Eu sou uma pessoa que se sente segura e confortável jogando paciência e fazendo cruzadinha. Por muito tempo vesti-me como um menino, mas hoje sei me fantasiar de mulher. E, quando um homem acredita nisso, consigo ter o prazer de acreditar também. Ou seja, acho que tenho um lugar. Suponho que nasci para dentro do mundo.
Mas aconteceu. Fui visitada pelo acontecimento. Fui lançada no estranho. E hoje acontece-me de estranhar-me. Já não consigo sustentar-me. Quando vestida de menino, também recusava a farsa, mas não sabia. Na verdade, se penso para trás, sei que nunca sustentei eu e sempre soube que o eu caminhava para o precipício, mesmo que apegado a um sentimento, como por exemplo abraçado na revolta.
Voltando ao hoje, no instante seguinte ao “sou uma mulher” segue-me o estranhamento e percebo que apenas sou. Olho no espelho e digo “Eu sou...”. E nada me qualifica. Tento dizer meu nome, tento me adjetivar, mas o que me acontece é uma compressão.

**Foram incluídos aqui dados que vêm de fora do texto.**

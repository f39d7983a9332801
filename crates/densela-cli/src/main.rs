use anyhow::Result;
use clap::{Arg, ArgMatches, Command, ValueHint};
use log::LevelFilter;
use std::fmt;
use std::path::PathBuf;
use std::str::FromStr;

use densela::{build_dispatch, Dispatch, Element, ElementKind, Matrix};
use densela_cli::config::resolve_dispatch_config;
use densela_cli::io::{delimiter_for, parse_delimiter, read_matrix_as};

fn matrix_arg(name: &'static str, help: &'static str) -> Arg {
    Arg::new(name)
        .help(help)
        .required(true)
        .value_parser(clap::value_parser!(PathBuf))
        .value_hint(ValueHint::FilePath)
}

fn main() -> Result<()> {
    env_logger::Builder::default()
        .filter_level(LevelFilter::Error)
        .parse_env(env_logger::Env::default().filter_or("DENSELA_LOG", "error,densela=info"))
        .init();

    let matches = Command::new("densela")
        .version(clap::crate_version!())
        .author("Justin Sing <justincsing@gmail.com>")
        .about("Dense matrix algebra on delimited text files")
        .subcommand_required(true)
        .arg_required_else_help(true)
        .arg(
            Arg::new("config")
                .long("config")
                .global(true)
                .help("Path to a JSON dispatch configuration file")
                .value_parser(clap::value_parser!(PathBuf))
                .value_hint(ValueHint::FilePath),
        )
        .arg(
            Arg::new("strategy")
                .short('s')
                .long("strategy")
                .global(true)
                .help("Execution strategy. Overrides the strategy in the configuration file.")
                .value_parser(["sequential", "parallel"]),
        )
        .arg(
            Arg::new("delimiter")
                .short('d')
                .long("delimiter")
                .global(true)
                .help("Field delimiter of input files. Defaults to tab for .tsv and comma otherwise.")
                .value_parser(clap::builder::NonEmptyStringValueParser::new()),
        )
        .arg(
            Arg::new("element")
                .short('e')
                .long("element")
                .global(true)
                .help("Element type matrix cells are parsed as (i8 .. i64, isize, u8 .. u64, usize, f32, f64). Defaults to f64.")
                .value_parser(clap::builder::NonEmptyStringValueParser::new()),
        )
        .subcommand(
            Command::new("show")
                .about("Print a matrix and its shape")
                .arg(matrix_arg("matrix", "Path to the matrix file")),
        )
        .subcommand(
            Command::new("transpose")
                .about("Print the transpose of a matrix")
                .arg(matrix_arg("matrix", "Path to the matrix file")),
        )
        .subcommand(
            Command::new("det")
                .about("Print the determinant of a square matrix")
                .arg(matrix_arg("matrix", "Path to the matrix file")),
        )
        .subcommand(
            Command::new("inv")
                .about("Print the inverse of a square matrix")
                .arg(matrix_arg("matrix", "Path to the matrix file")),
        )
        .subcommand(
            Command::new("mul")
                .about("Print the product A x B")
                .arg(matrix_arg("lhs", "Path to the left matrix A"))
                .arg(matrix_arg("rhs", "Path to the right matrix B")),
        )
        .subcommand(
            Command::new("stats")
                .about("Print the mean and sample standard deviation of all cells")
                .arg(matrix_arg("matrix", "Path to the matrix file")),
        )
        .subcommand(
            Command::new("identity")
                .about("Print the n x n identity matrix")
                .arg(
                    Arg::new("n")
                        .help("Matrix order")
                        .required(true)
                        .value_parser(clap::value_parser!(usize)),
                ),
        )
        .help_template(
            "{usage-heading} {usage}\n\n\
             {about-with-newline}\n\
             Written by {author-with-newline}Version {version}\n\n\
             {all-args}{after-help}",
        )
        .get_matches();

    let Some((name, sub_m)) = matches.subcommand() else {
        unreachable!("Subcommand is required by CLI configuration")
    };

    let config = resolve_dispatch_config(
        sub_m.get_one::<PathBuf>("config"),
        sub_m.get_one::<String>("strategy").map(String::as_str),
    )?;
    log::debug!("Dispatch configuration: {:?}", config);
    let dispatch = build_dispatch(&config)?;

    let kind = ElementKind::from_str(
        sub_m
            .get_one::<String>("element")
            .map_or("f64", String::as_str),
    )
    .map_err(anyhow::Error::msg)?;
    log::debug!("Parsing cells as {}", kind);

    match kind {
        ElementKind::I8 => run::<i8>(name, sub_m, &dispatch),
        ElementKind::I16 => run::<i16>(name, sub_m, &dispatch),
        ElementKind::I32 => run::<i32>(name, sub_m, &dispatch),
        ElementKind::I64 => run::<i64>(name, sub_m, &dispatch),
        ElementKind::Isize => run::<isize>(name, sub_m, &dispatch),
        ElementKind::U8 => run::<u8>(name, sub_m, &dispatch),
        ElementKind::U16 => run::<u16>(name, sub_m, &dispatch),
        ElementKind::U32 => run::<u32>(name, sub_m, &dispatch),
        ElementKind::U64 => run::<u64>(name, sub_m, &dispatch),
        ElementKind::Usize => run::<usize>(name, sub_m, &dispatch),
        ElementKind::F32 => run::<f32>(name, sub_m, &dispatch),
        ElementKind::F64 => run::<f64>(name, sub_m, &dispatch),
    }
}

/// Run subcommand `name` with matrix cells of type `T`. Determinant, inverse
/// and statistics are computed on the `f64` widening.
fn run<T>(name: &str, matches: &ArgMatches, dispatch: &Dispatch) -> Result<()>
where
    T: Element + FromStr,
    <T as FromStr>::Err: std::error::Error + Send + Sync + 'static,
{
    match name {
        "show" => print_matrix(&load::<T>(matches, "matrix")?),
        "transpose" => print_matrix(&load::<T>(matches, "matrix")?.transpose_with(dispatch)),
        "det" => println!("{}", load::<T>(matches, "matrix")?.determinant()?),
        "inv" => print_matrix(&load::<T>(matches, "matrix")?.inverse()?),
        "mul" => {
            let lhs = load::<T>(matches, "lhs")?;
            let rhs = load::<T>(matches, "rhs")?;
            print_matrix(&lhs.multiply_with(dispatch, &rhs)?);
        }
        "stats" => print_stats(&load::<T>(matches, "matrix")?)?,
        "identity" => {
            let n: usize = *matches.get_one("n").unwrap();
            print_matrix(&Matrix::<T>::identity(n));
        }
        _ => unreachable!(),
    }
    Ok(())
}

fn load<T>(matches: &ArgMatches, arg: &str) -> Result<Matrix<T>>
where
    T: Element + FromStr,
    <T as FromStr>::Err: std::error::Error + Send + Sync + 'static,
{
    let path: &PathBuf = matches.get_one(arg).unwrap();
    let explicit = match matches.get_one::<String>("delimiter") {
        Some(value) => Some(parse_delimiter(value)?),
        None => None,
    };
    log::info!("[densela] Reading matrix from {:?}", path);
    read_matrix_as(path, delimiter_for(path, explicit))
}

fn print_matrix<T: fmt::Display>(m: &Matrix<T>) {
    let (rows, cols) = m.shape();
    println!("{} x {}{}", rows, cols, m);
}

fn print_stats<T: Element>(m: &Matrix<T>) -> Result<()> {
    match (m.mean(), m.mean_and_std_dev()) {
        (_, Some((mean, std_dev))) => {
            println!("mean\t{}", mean);
            println!("std_dev\t{}", std_dev);
        }
        (Some(mean), None) => {
            println!("mean\t{}", mean);
            println!("std_dev\tundefined");
        }
        (None, None) => anyhow::bail!("Matrix has no cells"),
    }
    Ok(())
}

Olhos, boca, útero, abdomem, pulmões se comprimem, numa tentativa de fechamento. Mas continuo vendo, porque é no escuro que se vê com essa clareza aquilo que, paradoxalmente, desvela-se como a confortante Verdade. Não sou. Sou Nada. E sinto nisso uma dor que não dói. Porque dor passa. É o desconforto de sentar-se no lugar nenhum, de não ser.
Juliano, ainda não encontrei paz nisso. Embora já não seja assolada pelo pânico da estranheza-doença-medonha e já não acredite na farsa de me recuperar. Já não acredito na recuperação e rendo-me ao que se segue. Rendo-me ao Devir... Mas, por mais poesia que se possa fazer disso e nisso, eu ainda duvido de sua Beleza.

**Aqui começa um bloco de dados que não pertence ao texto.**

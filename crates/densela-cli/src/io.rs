//! Delimited text input for the CLI.
use std::path::Path;
use std::str::FromStr;

use anyhow::{anyhow, Context, Result};

use densela::{Element, Matrix};

/// Delimiter to use for `path`: the explicit one when given, tab for `.tsv`
/// files, comma otherwise.
pub fn delimiter_for<P: AsRef<Path>>(path: P, explicit: Option<u8>) -> u8 {
    if let Some(delimiter) = explicit {
        return delimiter;
    }
    let is_tsv = path
        .as_ref()
        .extension()
        .and_then(|s| s.to_str())
        .map(|s| s.eq_ignore_ascii_case("tsv"))
        .unwrap_or(false);
    if is_tsv {
        b'\t'
    } else {
        b','
    }
}

/// Parse a `--delimiter` argument. Accepts a single ASCII character or the
/// escape `\t`.
pub fn parse_delimiter(value: &str) -> Result<u8> {
    match value {
        "\\t" | "tab" => Ok(b'\t'),
        _ => match value.as_bytes() {
            [b] if b.is_ascii() => Ok(*b),
            _ => Err(anyhow!(
                "Delimiter must be a single ASCII character, got '{}'",
                value
            )),
        },
    }
}

/// Read a headerless delimited file of numbers into an `f64` matrix.
pub fn read_matrix<P: AsRef<Path>>(path: P, delimiter: u8) -> Result<Matrix<f64>> {
    read_matrix_as(path, delimiter)
}

/// Read a headerless delimited file into a matrix of `T`.
///
/// Blank cells and values that do not parse as `T` are reported with their
/// 1-based row and column. Rows of differing length are rejected.
pub fn read_matrix_as<T, P>(path: P, delimiter: u8) -> Result<Matrix<T>>
where
    T: Element + FromStr,
    <T as FromStr>::Err: std::error::Error + Send + Sync + 'static,
    P: AsRef<Path>,
{
    let mut reader = csv::ReaderBuilder::new()
        .delimiter(delimiter)
        .has_headers(false)
        .flexible(true)
        .trim(csv::Trim::All)
        .from_path(&path)
        .with_context(|| format!("Failed to open matrix file: {}", path.as_ref().display()))?;

    let mut rows = Vec::new();
    for (row_idx, result) in reader.records().enumerate() {
        let record = result.with_context(|| format!("Failed to read row {}", row_idx + 1))?;
        let row = record
            .iter()
            .enumerate()
            .map(|(col_idx, value)| {
                value.parse::<T>().with_context(|| {
                    format!(
                        "Invalid value '{}' at row {}, column {}",
                        value,
                        row_idx + 1,
                        col_idx + 1
                    )
                })
            })
            .collect::<Result<Vec<T>>>()?;
        rows.push(row);
    }

    log::debug!(
        "Read {} rows of {} from {}",
        rows.len(),
        T::KIND,
        path.as_ref().display()
    );
    Matrix::from_rows(rows)
        .with_context(|| format!("Malformed matrix in {}", path.as_ref().display()))
}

Acho que meu mal está aí: eu não confio. O que se cura com uma certa esperança. Acredito que possa sorrir um dia diante desse horizonte. Mas ainda penso no meu pai quando pressinto o vir a ser – que será contínuo vir a ser – e sei que ele, meu pai, não vai gostar. Meus irmãos também não.
Estou no difícil exercício da liberdade. Tenho uma escolha a fazer. Tenho que abandonar para deixar de ser Abandono. E sei que posso me repatriar. Mas nessa outra pátria, a solidão é rei. E assim tenho que escolher entre o abandono e a solidão.

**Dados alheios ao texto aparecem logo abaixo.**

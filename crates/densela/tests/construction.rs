//! Integration tests for Matrix / Vector construction, shape queries and
//! row/column extraction.

use densela::{Matrix, MatrixError, Vector};

// ---------------------------------------------------------------------------
// Factory constructors
// ---------------------------------------------------------------------------

#[test]
fn zeros_has_requested_shape() {
    for (rows, cols) in [(1, 1), (2, 3), (7, 4), (10, 10)] {
        let m: Matrix<i32> = Matrix::zeros(rows, cols);
        assert_eq!(m.shape(), (rows, cols));
        assert!(m.as_slice().iter().all(|&v| v == 0));
    }
}

#[test]
fn zeros_with_zero_columns_keeps_rows() {
    let m: Matrix<u8> = Matrix::zeros(3, 0);
    assert_eq!(m.shape(), (3, 0));
    assert!(m.is_empty());
    assert_ne!(m, Matrix::empty());
}

#[test]
fn zeros_with_zero_rows_is_empty() {
    let m: Matrix<f32> = Matrix::zeros(0, 4);
    assert_eq!(m.shape(), (0, 0));
    assert_eq!(m, Matrix::empty());
}

#[test]
fn flat_input_wraps_around() {
    let m = Matrix::from_flat_cycled(2, 3, &[1, 2, 3, 4]);
    let expected = Matrix::from_rows(vec![vec![1, 2, 3], vec![4, 1, 2]]).unwrap();
    assert_eq!(m, expected);
}

#[test]
fn flat_input_truncates_excess() {
    let input: Vec<i64> = (1..=9).collect();
    let m = Matrix::from_flat_cycled(2, 3, &input);
    let expected = Matrix::from_rows(vec![vec![1, 2, 3], vec![4, 5, 6]]).unwrap();
    assert_eq!(m, expected);
}

#[test]
fn flat_input_empty_yields_empty() {
    let m = Matrix::<u16>::from_flat_cycled(4, 4, &[]);
    assert_eq!(m.shape(), (0, 0));
}

#[test]
fn identity_has_unit_diagonal() {
    let m: Matrix<u32> = Matrix::identity(3);
    assert_eq!(m.shape(), (3, 3));
    for i in 0..3 {
        for j in 0..3 {
            assert_eq!(m[(i, j)], if i == j { 1 } else { 0 });
        }
    }
}

#[test]
fn identity_of_zero_is_empty() {
    let m: Matrix<f64> = Matrix::identity(0);
    assert_eq!(m.shape(), (0, 0));
    assert!(m.is_square());
}

#[test]
fn constant_and_fill() {
    let mut m = Matrix::constant(2, 5, 3i8);
    assert!(m.as_slice().iter().all(|&v| v == 3));
    m.fill(-1);
    assert!(m.as_slice().iter().all(|&v| v == -1));

    let mut empty: Matrix<i8> = Matrix::empty();
    empty.fill(9);
    assert!(empty.is_empty());
}

#[test]
fn from_rows_rejects_ragged_input() {
    let result = Matrix::from_rows(vec![vec![1.0, 2.0], vec![3.0]]);
    match result {
        Err(MatrixError::Ragged {
            row,
            expected,
            found,
        }) => {
            assert_eq!((row, expected, found), (1, 2, 1));
        }
        other => panic!("expected Ragged, got {:?}", other),
    }
}

#[test]
fn from_shape_vec_checks_length() {
    assert!(Matrix::from_shape_vec((2, 2), vec![1, 2, 3, 4]).is_ok());
    assert!(matches!(
        Matrix::from_shape_vec((2, 3), vec![1, 2, 3]),
        Err(MatrixError::Shape { rows: 2, cols: 3, len: 3 })
    ));
}

// ---------------------------------------------------------------------------
// Shape queries
// ---------------------------------------------------------------------------

#[test]
fn squareness() {
    assert!(Matrix::<i32>::empty().is_square());
    assert!(Matrix::from_rows(vec![vec![6]]).unwrap().is_square());
    assert!(Matrix::<i32>::identity(50).is_square());
    assert!(!Matrix::<i32>::zeros(5, 0).is_square());
    assert!(!Matrix::from_rows(vec![vec![1, 2]]).unwrap().is_square());
}

#[test]
fn get_is_bounds_checked() {
    let m = Matrix::from_rows(vec![vec![1, 2], vec![3, 4]]).unwrap();
    assert_eq!(m.get(1, 0), Some(&3));
    assert_eq!(m.get(2, 0), None);
    assert_eq!(m.get(0, 2), None);
}

// ---------------------------------------------------------------------------
// Row / column extraction
// ---------------------------------------------------------------------------

#[test]
fn row_and_column_out_of_range_are_none() {
    let m = Matrix::from_rows(vec![vec![1, 2, 3], vec![4, 5, 6]]).unwrap();
    assert!(m.row_vector(2).is_none());
    assert!(m.column_vector(3).is_none());
}

#[test]
fn row_and_column_are_copies() {
    let m = Matrix::from_rows(vec![vec![1, 2, 3], vec![4, 5, 6]]).unwrap();

    let mut row = m.row_vector(1).unwrap();
    assert_eq!(row.to_vec(), vec![4, 5, 6]);
    row[0] = 100;

    let mut col = m.column_vector(2).unwrap();
    assert_eq!(col.to_vec(), vec![3, 6]);
    col[1] = -1;

    assert_eq!(m[(1, 0)], 4);
    assert_eq!(m[(1, 2)], 6);
}

#[test]
fn display_renders_tab_separated_rows() {
    let m = Matrix::from_rows(vec![vec![1, 2], vec![3, 4]]).unwrap();
    assert_eq!(m.to_string(), "\n|\t1\t2\t|\n\n|\t3\t4\t|\n");
    assert_eq!(Vector::from_vec(vec![1, 2, 3]).to_string(), "[1, 2, 3]");
}

// ---------------------------------------------------------------------------
// Vector basics
// ---------------------------------------------------------------------------

#[test]
fn vector_constructors() {
    let z: Vector<f32> = Vector::zeros(4);
    assert_eq!(z.len(), 4);
    assert!(z.iter().all(|&v| v == 0.0));

    let e = Vector::from_elem(3, 42u64);
    assert_eq!(e.to_vec(), vec![42, 42, 42]);

    let c: Vector<i32> = (1..=3).collect();
    assert_eq!(c.as_slice(), &[1, 2, 3]);
    assert!(Vector::<i32>::from_vec(vec![]).is_empty());
}

#[test]
fn vector_dot_requires_equal_lengths() {
    let a = Vector::from_vec(vec![1, 2, 3]);
    let b = Vector::from_vec(vec![4, 5, 6]);
    assert_eq!(a.dot(&b), Some(32));
    assert_eq!(a.dot(&Vector::from_vec(vec![1, 2])), None);
}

O abandono é familiar e tem a força do apelo. Corrompe e seduz. Já a solidão é terra de ninguém. Não cabe eu. É sem nome. Lugar de contemplação em que acontece. Lugar em que "a vida é soberana" (como você mesmo disse).
Sei que você mora aí, Juliano. Vou visitá-lo. Já estou a caminho. Mesmo sem saber se há caminho de volta.